== Task statement ==
Write the line that contains "NoticeKind::ConnectionLost | NoticeKind::RequestFailed" and each one after it, word for word, ending with the final line of the data.

[Data extracted from a collection]
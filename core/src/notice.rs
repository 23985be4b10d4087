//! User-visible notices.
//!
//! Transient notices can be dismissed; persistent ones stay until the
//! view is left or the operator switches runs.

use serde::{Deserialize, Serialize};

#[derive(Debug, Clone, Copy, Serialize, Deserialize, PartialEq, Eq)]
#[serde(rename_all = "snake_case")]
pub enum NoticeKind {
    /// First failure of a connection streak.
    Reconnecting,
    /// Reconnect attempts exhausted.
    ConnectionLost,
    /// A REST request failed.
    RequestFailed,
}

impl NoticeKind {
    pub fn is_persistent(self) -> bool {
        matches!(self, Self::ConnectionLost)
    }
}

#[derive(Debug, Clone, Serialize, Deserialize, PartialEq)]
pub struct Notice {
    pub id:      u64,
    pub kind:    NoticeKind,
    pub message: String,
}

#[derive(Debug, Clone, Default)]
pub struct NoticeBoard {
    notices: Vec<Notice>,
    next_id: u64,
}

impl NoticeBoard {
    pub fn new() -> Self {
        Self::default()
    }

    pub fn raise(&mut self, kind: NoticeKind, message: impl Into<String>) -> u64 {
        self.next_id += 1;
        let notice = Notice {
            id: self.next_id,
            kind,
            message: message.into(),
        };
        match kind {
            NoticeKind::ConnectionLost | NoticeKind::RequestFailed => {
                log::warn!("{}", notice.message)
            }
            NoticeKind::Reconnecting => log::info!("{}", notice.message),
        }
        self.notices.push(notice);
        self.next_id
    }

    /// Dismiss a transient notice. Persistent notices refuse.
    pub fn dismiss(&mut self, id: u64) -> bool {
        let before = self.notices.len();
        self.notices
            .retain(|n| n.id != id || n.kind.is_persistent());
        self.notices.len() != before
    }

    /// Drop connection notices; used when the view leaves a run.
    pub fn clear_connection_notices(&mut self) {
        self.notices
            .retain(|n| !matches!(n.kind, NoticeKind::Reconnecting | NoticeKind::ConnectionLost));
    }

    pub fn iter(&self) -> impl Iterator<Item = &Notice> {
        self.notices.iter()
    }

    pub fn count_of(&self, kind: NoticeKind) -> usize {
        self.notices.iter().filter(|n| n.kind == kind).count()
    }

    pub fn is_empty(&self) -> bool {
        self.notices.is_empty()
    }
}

== Written solution ==
            NoticeKind::ConnectionLost | NoticeKind::RequestFailed => {
                log::warn!("{}", notice.message)
            }
            NoticeKind::Reconnecting => log::info!("{}", notice.message),
        }
        self.notices.push(notice);
        self.next_id
    }

    /// Dismiss a transient notice. Persistent notices refuse.
    pub fn dismiss(&mut self, id: u64) -> bool {
        let before = self.notices.len();
        self.notices
            .retain(|n| n.id != id || n.kind.is_persistent());
        self.notices.len() != before
    }

    /// Drop connection notices; used when the view leaves a run.
    pub fn clear_connection_notices(&mut self) {
        self.notices
            .retain(|n| !matches!(n.kind, NoticeKind::Reconnecting | NoticeKind::ConnectionLost));
    }

    pub fn iter(&self) -> impl Iterator<Item = &Notice> {
        self.notices.iter()
    }

    pub fn count_of(&self, kind: NoticeKind) -> usize {
        self.notices.iter().filter(|n| n.kind == kind).count()
    }

    pub fn is_empty(&self) -> bool {
        self.notices.is_empty()
    }
}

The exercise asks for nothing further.